Marek Sołtysik – Ten Oleś, brat Maksa

Fragment nie ukończonej jeszcze vie romancée pod roboczym tytułem 

Zazdrosny talent. Bracia Gierymscy.

 

Poczuł się do żywego dotknięty, gdy brat w obecności tego dziwnie wspaniałego człowieka warknął, spojrzawszy na obraz, nad którym on, Oleś, pracował dzień za dniem od czterech miesięcy:

– A mówiłem durniowi, żeby zielonego nie dawał!

A on nie tyle chciał, ile musiał wydobyć biel kamizelki, ruszając ją pędzlem poprzez zieleń. W tym zestawieniu nie mogło być inaczej. Nie brał pod uwagę, że może zieleń szwajnfurcka  nie była tą zielenią; że może ten malarski eksperyment jest nieudany. Nie mógł – bo był za blisko.

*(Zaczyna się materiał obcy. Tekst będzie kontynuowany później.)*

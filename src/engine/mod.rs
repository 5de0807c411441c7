pub mod event_loop;

pub use event_loop::{EventLoop, EventLoopStatus};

Bliskie okazało się takie skojarzenie: w twarzy sławnego brata, w momencie kiedy przy tym mężczyźnie bez nogi i prawie świętym zdecydował się nazwać go durniem, zobaczył oczy, których zły, wilczy błysk przywołał mu z pamięci oczy, a może jedno oko ojca, łapiące bliskie źródło światła – pewnie z tej dużej nastolnej lampy – kiedy za błahe przewinienie wplatał w swe mocne ręce żandarma splecione w warkocze włosy Bini, tej pięknej, łagodnej siostry, i potrząsał jej głową najpierw, potem nią całą.

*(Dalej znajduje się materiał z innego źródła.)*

impl Recorder {
    /// Subscribe to every message for sender discovery and start the transport
    pub fn new(
        name: impl Into<String>,
        transport: impl Transport + 'static,
        buffer_size: usize,
    ) -> RecordResult<Self> {
        let (delivery_tx, delivery_rx) = unbounded();
        let mut transport: Box<dyn Transport> = Box::new(transport);

        let discovery_bind = transport.subscribe(&SubscriptionPattern::All, delivery_tx.clone())?;
        transport.start()?;

        let name = name.into();
        log::info!(
            "Recorder '{}' started on {} transport (buffer size {})",
            name,
            transport.transport_id(),
            buffer_size
        );

        Ok(Self {
            name,
            transport,
            index: IdentityIndex::new(buffer_size),
            known_senders: BTreeMap::new(),
            events: EventHub::new(),
            metrics: MetricsCollector::new(),
            delivery_tx,
            delivery_rx,
            discovery_bind: Some(discovery_bind),
            status: RecorderStatus::Running,
        })
    }

    pub fn from_config(config: &RecorderConfig, transport: impl Transport + 'static) -> RecordResult<Self> {
        Self::new(config.name.clone(), transport, config.buffer_size)
    }

    pub fn name(&self) -> &str {
        &self.name
    }

    pub fn status(&self) -> RecorderStatus {
        self.status
    }

    pub fn buffer_size(&self) -> usize {
        self.index.history_capacity()
    }

    pub fn subscribe_events(&mut self) -> Receiver<RecorderEvent> {
        self.events.subscribe()
    }

    pub fn index(&self) -> &IdentityIndex {
        &self.index
    }

    pub fn metrics(&self) -> &MetricsCollector {
        &self.metrics
    }

    pub fn known_senders(&self) -> Vec<SenderId> {
        self.known_senders.keys().copied().collect()
    }

    pub fn sender_state(&self, sender_id: SenderId) -> Option<SenderState> {
        self.known_senders.get(&sender_id).map(|bind| match bind {
            Some(bind) => SenderState::Recording(*bind),
            None => SenderState::Discovered,
        })
    }

    pub fn is_recording(&self, sender_id: SenderId) -> bool {
        matches!(self.sender_state(sender_id), Some(SenderState::Recording(_)))
    }

    pub fn history(&self, identity: MessageIdentity) -> Option<&MessageHistory> {
        self.index.get(identity)
    }

    pub fn history_by_name(
        &self,
        sender_id: SenderId,
        class_name: &str,
        message_name: &str,
    ) -> Option<&MessageHistory> {
        self.index
            .resolve(sender_id, class_name, message_name)
            .and_then(|identity| self.index.get(identity))
    }

    fn ensure_running(&self) -> RecordResult<()> {
        match self.status {
            RecorderStatus::Running => Ok(()),
            RecorderStatus::Stopped => Err(RecordError::Stopped),
        }
    }

    /// Register a sender the first time it shows up. Returns true if it was new.
    fn detect_sender(&mut self, sender_id: SenderId) -> bool {
        if self.known_senders.contains_key(&sender_id) {
            return false;
        }

        self.known_senders.insert(sender_id, None);
        self.index.insert_sender(sender_id);
        self.metrics.sender(sender_id);
        log::info!("Discovered sender {}", sender_id);
        self.events.emit(RecorderEvent::SenderDiscovered { sender_id });
        true
    }

    /// Ingest a message received now
    pub fn on_message(
        &mut self,
        sender_id: SenderId,
        message: impl Into<Arc<DecodedMessage>>,
    ) -> RecordResult<(MessageIdentity, bool)> {
        self.on_message_at(sender_id, message, now_ns())
    }

    /// Ingest a message with an explicit reception timestamp (ns)
    pub fn on_message_at(
        &mut self,
        sender_id: SenderId,
        message: impl Into<Arc<DecodedMessage>>,
        timestamp: u64,
    ) -> RecordResult<(MessageIdentity, bool)> {
        self.record_snapshot(sender_id, MessageSnapshot::at(message.into(), timestamp))
    }

    /// Re-inject a previously received snapshot, stamped with the current time
    pub fn replay(
        &mut self,
        sender_id: SenderId,
        mut snapshot: MessageSnapshot,
    ) -> RecordResult<(MessageIdentity, bool)> {
        snapshot.retime();
        self.record_snapshot(sender_id, snapshot)
    }

    fn record_snapshot(
        &mut self,
        sender_id: SenderId,
        snapshot: MessageSnapshot,
    ) -> RecordResult<(MessageIdentity, bool)> {
        self.ensure_running()?;

        let identity = MessageIdentity::new(sender_id, snapshot.class_id(), snapshot.message_id());
        self.detect_sender(sender_id);

        let (slot, is_new) =
            self.index
                .get_or_insert(identity, snapshot.class_name(), snapshot.name());
        if is_new {
            log::debug!(
                "New message {}:{}:{} ({:?})",
                sender_id,
                snapshot.class_name(),
                snapshot.name(),
                identity
            );
        }

        let timestamp = snapshot.timestamp();
        if let Some(history) = self.index.history_mut(slot) {
            history.append(snapshot);
        }
        self.metrics.sender(sender_id).record_message(timestamp, is_new);

        self.events.emit(RecorderEvent::MessageUpdated {
            sender_id,
            class_id: identity.class_id,
            message_id: identity.message_id,
            is_new,
        });

        Ok((identity, is_new))
    }

    /// Drain deliveries handed over by the transport. Returns how many were
    /// processed.
    pub fn pump(&mut self) -> usize {
        if self.status == RecorderStatus::Stopped {
            return 0;
        }

        let deliveries: Vec<Delivery> = self.delivery_rx.try_iter().collect();
        let mut processed = 0;

        for delivery in deliveries {
            if Some(delivery.bind) == self.discovery_bind {
                self.detect_sender(delivery.sender_id);
                self.metrics.sender(delivery.sender_id).record_seen();
                processed += 1;
                continue;
            }

            let recording = self
                .known_senders
                .get(&delivery.sender_id)
                .map_or(false, |bind| *bind == Some(delivery.bind));
            if !recording {
                log::debug!(
                    "Ignoring delivery for sender {} from stale subscription {:?}",
                    delivery.sender_id,
                    delivery.bind
                );
                continue;
            }

            if self.on_message(delivery.sender_id, delivery.message).is_ok() {
                processed += 1;
            }
        }

        processed
    }

    fn unknown_sender(&self, sender_id: SenderId) -> RecordError {
        RecordError::UnknownSender {
            sender_id,
            known: self.known_senders(),
        }
    }

    /// Start recording a discovered sender. Sender 0 subscribes to every
    /// alphabetic-prefixed sender.
    pub fn record_sender(&mut self, sender_id: SenderId) -> RecordResult<()> {
        self.ensure_running()?;

        let bind = *self
            .known_senders
            .get(&sender_id)
            .ok_or_else(|| self.unknown_sender(sender_id))?;
        if bind.is_some() {
            return Ok(());
        }

        let pattern = SubscriptionPattern::for_sender(sender_id);
        let bind = self.transport.subscribe(&pattern, self.delivery_tx.clone())?;
        self.known_senders.insert(sender_id, Some(bind));
        log::info!("Recording sender {} with pattern {}", sender_id, pattern);
        Ok(())
    }

    /// Stop requesting a sender's traffic. Its history is kept.
    pub fn stop_recording_sender(&mut self, sender_id: SenderId) -> RecordResult<()> {
        self.ensure_running()?;

        let bind = *self
            .known_senders
            .get(&sender_id)
            .ok_or_else(|| self.unknown_sender(sender_id))?;

        if let Some(bind) = bind {
            self.transport.unsubscribe(bind)?;
            self.known_senders.insert(sender_id, None);
            log::info!("Stopped recording sender {}", sender_id);
        }
        Ok(())
    }

    /// Release the transport. Terminal: no further events are emitted.
    pub fn stop(&mut self) -> RecordResult<()> {
        if self.status == RecorderStatus::Stopped {
            return Ok(());
        }

        self.transport.stop()?;
        self.status = RecorderStatus::Stopped;
        self.discovery_bind = None;
        for bind in self.known_senders.values_mut() {
            *bind = None;
        }
        self.events.clear();
        log::info!("Recorder '{}' stopped", self.name);
        Ok(())
    }
}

Aleksander nastroszył się na myśl, że w nim także, dziedzicznie, może tkwić takie pospolite zło, przemoc tchórza.

 

„Od śmierci brata zostałem człowiekiem!” – zabrzmiało głośno i to nieraz potem przy różnych okazjach artykułowane stwierdzenie Aleksandra odbierane było przez kolegów rozmaicie – ale to nie były pozytywne odczucia. Może trochę później, kiedy emocje opadną i krepa zrudzieje, ludzie pojmą sens w taki sam sposób, w jakim pojmują żółknięcie, więdnięcie i opadanie liści z drzew. Jesienią jednak, a nie wiosną. Sam Aleksander dziwił się sile, która pozwala mu wypowiadać takie słowa – siła prowokuje do przemocy, właśnie zrodzona pewnie z tego samego rodzaju zła, jakie ojcu kazało katować Binię, a Maksowi publicznie obrażać Aleksandra.

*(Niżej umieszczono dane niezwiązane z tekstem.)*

use std::cmp::Ordering;
use std::sync::Arc;
use std::time::{SystemTime, UNIX_EPOCH};

use super::message::{ClassId, DecodedMessage, MessageField, MessageId};

/// Current wall-clock time in nanoseconds since the epoch
pub fn now_ns() -> u64 {
    SystemTime::now()
        .duration_since(UNIX_EPOCH)
        .map(|d| d.as_nanos() as u64)
        .unwrap_or(0)
}

/// One received instance of a message, stamped at reception
#[derive(Debug, Clone)]
pub struct MessageSnapshot {
    message: Arc<DecodedMessage>,
    /// Reception time, nanoseconds since epoch
    timestamp: u64,
}

impl MessageSnapshot {
    /// Wrap a message received now
    pub fn new(message: Arc<DecodedMessage>) -> Self {
        Self::at(message, now_ns())
    }

    pub fn at(message: Arc<DecodedMessage>, timestamp: u64) -> Self {
        Self { message, timestamp }
    }

    pub fn message(&self) -> &DecodedMessage {
        &self.message
    }

    pub fn shared_message(&self) -> Arc<DecodedMessage> {
        self.message.clone()
    }

    pub fn timestamp(&self) -> u64 {
        self.timestamp
    }

    /// Set the timestamp to now and return it
    pub fn retime(&mut self) -> u64 {
        self.timestamp = now_ns();
        self.timestamp
    }

    pub fn name(&self) -> &str {
        &self.message.name
    }

    pub fn class_name(&self) -> &str {
        &self.message.class_name
    }

    pub fn class_id(&self) -> ClassId {
        self.message.class_id
    }

    pub fn message_id(&self) -> MessageId {
        self.message.message_id
    }

    pub fn field(&self, name: &str) -> Option<&MessageField> {
        self.message.field(name)
    }
}

impl PartialEq for MessageSnapshot {
    fn eq(&self, other: &Self) -> bool {
        self.timestamp == other.timestamp && self.name() == other.name()
    }
}

impl PartialOrd for MessageSnapshot {
    fn partial_cmp(&self, other: &Self) -> Option<Ordering> {
        match self.timestamp.cmp(&other.timestamp) {
            Ordering::Equal if self.name() != other.name() => None,
            ord => Some(ord),
        }
    }
}
pub mod metrics;
pub mod collector;
pub mod monitor;

pub use metrics::SenderMetrics;
pub use collector::{MetricsCollector, MetricsSnapshot};
pub use monitor::RecorderMonitor;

Miał coraz więcej czasu, jego jedynym obowiązkiem była praca nad trzema na raz zamówionymi obrazami – i potem zda sobie sprawę, że żył wówczas w luksusie braku zobowiązań – miał więc możliwość rekonstruowania zdarzeń; rozbierał je fanatycznie na części, próbował rozpoznać i nazwać okruchy czasu, zrozumieć mechanizmy. Stał przeważnie bez ruchu – z paletą i pędzlami, jak do autoportretu, przy płótnie, na którym już dziś nic więcej nie namaluje z powodu zmroku zapadającego w spokojnej monachijskiej pracowni o dużym oknie na północ, właściwie oszkloną, z lekka tylko pochyłą ścianę, która stawała się w ciągu tej szarej godziny nokturnem, nastrojową wedutą. Oczywiście za życia Maksa, im dłużej był przy nim na obczyźnie, tym bardziej się złościł na to, że był przez kolegów monachijczyków polskich traktowany jako „ten Oleś, brat Maksa (wielkiego Maksa)”, ale teraz zrozumiał, że nie mogło być inaczej w sytuacji, kiedy Maks obok Brandta, Wierusza–Kowalskiego i Grocholskiego, choć z nich najmłodszy, należał do ich Sztabu, zyskał sobie szacunek tej dziwnej ogromnej masy naszych „monachijczyków”, nie obyciem, nie elegancją i swoistym chłodem, cechującym mniej arystokratów par excellence, bardziej arystokratów ducha, lecz – tu już bez ogródek – własnym malarstwem. I tu ni z tego, ni z owego, do Maksymiliana Gierymskiego, potęgi, do tego nazwiska rytego złotymi zgłoskami, przyjeżdża z Warszawy młodszy brat, ambitny, średnio obyty, nie doprasowany i nie ufryzowany jak należy, w dodatku garbiący się i unikający ćwiczeń fizycznych potrzebnym osobom dopiero co wybujałym.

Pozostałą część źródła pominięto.